Speaking about VHDL as that's what I sort-of know...
no block comments,
As already noted, that's easily handled by your favorite editor. But it was added to VHDL-2008! It's up to the tool vendors to implement it (as well as other new features).
no #define,
Why do you need #define? If you want to #define a constant, you can do so either in the architecture's declarative block (before the first
begin), or you can pass one through an entity interface as a generic.
You can also create an enumerated type.
If you want to #define a macro, I suppose I should ask: why?
#include
Why do you need to
#include anything? If you wish to "include" a
component declaration, you should be using the direct instantiation of an entity idiom instead, such as:
u_foo : entity work.foo port map (bar => bar, bletch => bletch);This has been in the language since VHDL-93.
If you wish to
#include constants, type definitions, function and procedure declarations, use packages, which have been in the language since the beginning.
compile-time macros
See above.
Having to hope that the synthesis process infers what you want instead of being able to specify things more simply & directly (e.g. stuff like async resets).
If you code an async reset, you get an async reset. There's no hoping involved. Now, yes, we know that the synthesis tools have a switch which will tell them to convert async resets into sync resets, but that's off by default and of course you are better off coding that sort of thing directly.
No meaningful way (AFAICS) to easily manage build variants for different parts, pinouts etc. (more of an issue with the whole toolchain than the HDL)
With generics and generate statements you can manage quite a bit. For example, I have this Camera Link transmitter module I wrote initially for Virtex 4, and I ported it to Spartan 6. what's the difference? XST is too stupid to infer DDR output (and input) flops, so you have to instantiate them. And the library element is not the same for the two families. So a simple generic and generate combo chooses the correct primitive.
As for different pinouts, you are constrained by the family architectures, and which pins support specific features (global clock inputs, differential pairs, hard IP blocks like memory controllers, whatever), and you are correct, that's not really a synthesis issue, more of an implementation-tool issue.
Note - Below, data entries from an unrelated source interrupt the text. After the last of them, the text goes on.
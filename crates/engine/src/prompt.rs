// SPDX-License-Identifier: BUSL-1.1
// Copyright (c) 2026 Alfred Jean LLC

//! Prompt files handed to the tool at launch.
//!
//! Three sections: the task, a working directive, and the publish
//! instruction the assistant must run when it finishes. Restarted sessions
//! get an extra note so the assistant checks existing work first.

use coders_core::{SessionId, Tool};
use std::io;
use std::path::PathBuf;

/// Build the full prompt text for a session.
pub fn build_prompt(tool: Tool, task: &str, restart_number: Option<u32>) -> String {
    let mut prompt = format!("TASK: {}\n\n", task);

    if let Some(n) = restart_number {
        prompt.push_str(&format!(
            "NOTE: This is restart #{}. Check the work already done before starting over; \
             continue from where the previous run stopped.\n\n",
            n
        ));
    }

    prompt.push_str(
        "Work on the task above in the current directory. Commit or save your work as you go. \
         When the task is finished (or you cannot make further progress), publish your outcome \
         so the orchestrator can advance.\n\n",
    );

    if tool.uses_shell_promise() {
        prompt.push_str(
            "When done, run:\n  coders promise \"<one-line summary>\" --status completed\n\
             If you are blocked, run:\n  coders promise \"<summary>\" --status blocked --blocker \"<what is missing>\"\n",
        );
    } else {
        prompt.push_str(
            "When done, run:\n  /coders:promise \"<one-line summary>\"\n\
             If you are blocked, publish the promise with status blocked and name the blockers.\n",
        );
    }

    prompt
}

/// Write the prompt under the state directory and return its path.
pub fn write_prompt_file(session_id: &SessionId, content: &str) -> io::Result<PathBuf> {
    let dir = crate::paths::prompts_dir();
    crate::paths::ensure_dir(&dir)?;
    let path = crate::paths::prompt_file(session_id);
    std::fs::write(&path, content)?;
    Ok(path)
}

#[cfg(test)]
#[path = "prompt_tests.rs"]
mod tests;
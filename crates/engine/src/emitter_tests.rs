// SPDX-License-Identifier: BUSL-1.1
// Copyright (c) 2026 Alfred Jean LLC

use super::*;
use coders_adapters::{FakeMux, FakeMuxSession};
use coders_core::FakeClock;
use coders_store::MemoryStore;

fn setup() -> (FakeMux, MemoryStore<FakeClock>, FakeClock, SessionId) {
    let mux = FakeMux::new();
    let clock = FakeClock::at(1_000);
    let store = MemoryStore::with_clock(clock.clone());
    let id = SessionId::new("coder-claude-x");
    mux.add_session(&id, FakeMuxSession::running("/tmp"));
    (mux, store, clock, id)
}

#[tokio::test]
async fn publishes_running_heartbeat() {
    let (mux, store, _clock, id) = setup();
    let alive = emit_once(&mux, &store, &FakeClock::at(1_000), &id, Some("fix it"))
        .await
        .unwrap();
    assert!(alive);
    let hb = store.get_heartbeat(&id).await.unwrap().unwrap();
    assert_eq!(hb.status, "running");
    assert_eq!(hb.timestamp, 1_000);
    assert_eq!(hb.task.as_deref(), Some("fix it"));
}

#[tokio::test]
async fn usage_scraped_from_pane() {
    let (mux, store, clock, id) = setup();
    mux.set_output(&id, vec!["cost: $2.00".into(), "tokens: 99".into()]);
    emit_once(&mux, &store, &clock, &id, None).await.unwrap();
    let hb = store.get_heartbeat(&id).await.unwrap().unwrap();
    let usage = hb.usage.unwrap();
    assert_eq!(usage.cost.as_deref(), Some("$2.00"));
    assert_eq!(usage.tokens, Some(99));
}

#[tokio::test]
async fn plain_output_has_no_usage() {
    let (mux, store, clock, id) = setup();
    mux.set_output(&id, vec!["building...".into()]);
    emit_once(&mux, &store, &clock, &id, None).await.unwrap();
    let hb = store.get_heartbeat(&id).await.unwrap().unwrap();
    assert!(hb.usage.is_none());
}

#[tokio::test]
async fn gone_session_stops_emitter() {
    let (mux, store, clock, id) = setup();
    mux.remove_session(&id);
    let alive = emit_once(&mux, &store, &clock, &id, None).await.unwrap();
    assert!(!alive);
    assert!(store.get_heartbeat(&id).await.unwrap().is_none());
}

#[tokio::test]
async fn loop_exits_on_shutdown() {
    let (mux, store, clock, id) = setup();
    let (handle, shutdown) = Shutdown::new();
    handle.trigger();
    run_heartbeat_emitter(&mux, &store, &clock, &id, Duration::from_secs(30), &shutdown)
        .await
        .unwrap();
    // First beat was still published before the shutdown check
    assert!(store.get_heartbeat(&id).await.unwrap().is_some());
}

#[tokio::test]
async fn loop_exits_when_session_vanishes() {
    let (mux, store, clock, id) = setup();
    mux.remove_session(&id);
    let (_handle, shutdown) = Shutdown::new();
    run_heartbeat_emitter(&mux, &store, &clock, &id, Duration::from_secs(30), &shutdown)
        .await
        .unwrap();
}
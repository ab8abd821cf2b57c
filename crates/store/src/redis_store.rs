// SPDX-License-Identifier: BUSL-1.1
// Copyright (c) 2026 Alfred Jean LLC

//! Redis-backed KV store.

use crate::{KvStore, StoreError, CONNECT_TIMEOUT, OP_TIMEOUT};
use async_trait::async_trait;
use redis::aio::ConnectionManager;
use redis::AsyncCommands;
use std::time::Duration;

/// Redis client owning one connection manager per process.
#[derive(Clone)]
pub struct RedisStore {
    manager: ConnectionManager,
}

impl RedisStore {
    /// Connect to the store, bounded by [`CONNECT_TIMEOUT`].
    ///
    /// Failure here is [`StoreError::Unavailable`]; callers choose between
    /// degrading and aborting.
    pub async fn connect(url: &str) -> Result<Self, StoreError> {
        let client =
            redis::Client::open(url).map_err(|e| StoreError::Unavailable(e.to_string()))?;

        let manager = tokio::time::timeout(CONNECT_TIMEOUT, client.get_connection_manager())
            .await
            .map_err(|_| StoreError::Unavailable(format!("connect to {} timed out", url)))?
            .map_err(|e| StoreError::Unavailable(e.to_string()))?;

        Ok(Self { manager })
    }

    async fn bounded<T>(
        &self,
        what: &str,
        fut: impl std::future::Future<Output = redis::RedisResult<T>> + Send,
    ) -> Result<T, StoreError> {
        match tokio::time::timeout(OP_TIMEOUT, fut).await {
            Ok(Ok(value)) => Ok(value),
            Ok(Err(e)) => Err(StoreError::Transient(format!("{}: {}", what, e))),
            Err(_) => Err(StoreError::Timeout(what.to_string())),
        }
    }
}

#[async_trait]
impl KvStore for RedisStore {
    async fn get_raw(&self, key: &str) -> Result<Option<String>, StoreError> {
        let mut con = self.manager.clone();
        let key = key.to_string();
        self.bounded("GET", async move { con.get(&key).await }).await
    }

    async fn set_raw(&self, key: &str, value: &str) -> Result<(), StoreError> {
        let mut con = self.manager.clone();
        let key = key.to_string();
        let value = value.to_string();
        self.bounded("SET", async move { con.set(&key, &value).await })
            .await
    }

    async fn set_raw_ttl(&self, key: &str, value: &str, ttl: Duration) -> Result<(), StoreError> {
        let mut con = self.manager.clone();
        let key = key.to_string();
        let value = value.to_string();
        let secs = ttl.as_secs().max(1);
        self.bounded("SETEX", async move { con.set_ex(&key, &value, secs).await })
            .await
    }

    async fn delete(&self, key: &str) -> Result<(), StoreError> {
        let mut con = self.manager.clone();
        let key = key.to_string();
        self.bounded("DEL", async move { con.del(&key).await }).await
    }

    async fn scan(&self, pattern: &str) -> Result<Vec<String>, StoreError> {
        let mut con = self.manager.clone();
        let pattern = pattern.to_string();
        self.bounded("SCAN", async move {
            let mut keys = Vec::new();
            let mut cursor: u64 = 0;
            loop {
                let (next, batch): (u64, Vec<String>) = redis::cmd("SCAN")
                    .arg(cursor)
                    .arg("MATCH")
                    .arg(&pattern)
                    .arg("COUNT")
                    .arg(100)
                    .query_async(&mut con)
                    .await?;
                keys.extend(batch);
                cursor = next;
                if cursor == 0 {
                    break;
                }
            }
            Ok(keys)
        })
        .await
    }

    async fn mget_raw(&self, keys: &[String]) -> Result<Vec<Option<String>>, StoreError> {
        if keys.is_empty() {
            return Ok(Vec::new());
        }
        // MGET with a single key returns a scalar, so go through an explicit
        // command invocation that always yields an array.
        let mut con = self.manager.clone();
        let keys = keys.to_vec();
        self.bounded("MGET", async move {
            let mut cmd = redis::cmd("MGET");
            for key in &keys {
                cmd.arg(key);
            }
            cmd.query_async(&mut con).await
        })
        .await
    }

    async fn ping(&self) -> Result<(), StoreError> {
        let mut con = self.manager.clone();
        self.bounded("PING", async move {
            let reply: redis::RedisResult<String> = redis::cmd("PING").query_async(&mut con).await;
            reply.map(|_| ())
        })
        .await
    }
}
So you have to maintain a constraint file with pinouts and timing constraints.
I'll admit I don't use FPGAs that often and don't know VHDL inside out, but it just seems that I'm often finding that the sort of things that I do routinely in software projects are a total ball-ache to do.
I do FPGAs every day, and I know VHDL as well as anyone who's used it forever can know it, I guess.
I suppose that I can say that I find some of the things one needs to do going between different processors and compilers can be a total ball-ache to do. Oh, this ARM needs this sort of initialization, and code I wrote for my 8051 can't be directly ported to ARM because the 8051 compiler needs to care about different memory spaces where ARM doesn't, and what is this linker-description file stuff, anyway?
A concrete example - I use Lattice Diamond but my previous experience of ISE seemed pretty much the same.
I have a design that can be used on one of two different PCBs, with a few different FPGAs, depending on pins and memory required for a particular build.
It already has a lot of paramaterization using VHDL constants ( much of which would have been easier with #ifdef type structures) , but what I'd like to be able to do is have a single #define in the top level source that would allow it to pull in the required set of pin definitions and define the FPGA type depending which PCB it will go on and how big a memory it needs.
Without seeing the design, I really can't suggest better ways of doing what you want. But I do think that setting generics at the top level and making sure the synthesizer can find the correct entity source files and such, you can get there.
What I have done when my (Xilinx) designs need to support different board configurations (depending on the number of ADC channels, etc) is to write the source code to cover the different configurations (again, top-level generics and generate statements as needed), and each configuration has its own .xise and .ucf files. The .xise file has correct settings for the generics which filter down to the source, and the .ucf file has the pinouts defined for each variant. Then of course I have to build each variant, but that's not really a big deal.
And there isn't even a way to have it automatically download to a device on a successful build.
Most of the time, I'm not even connected to the real hardware. So that's not very interesting.
or even beep at me to tell me it's done compiling.
I have the sound turned down on the machine. if everyone's computer beeped every time it did something, there'd be cacophony here. But what I
would like to see is an option which will make the entire screen blink brightly and annoyingly so that when the boss walks by, he'll see that the computer is actually doing something and I'm not just just staring into space!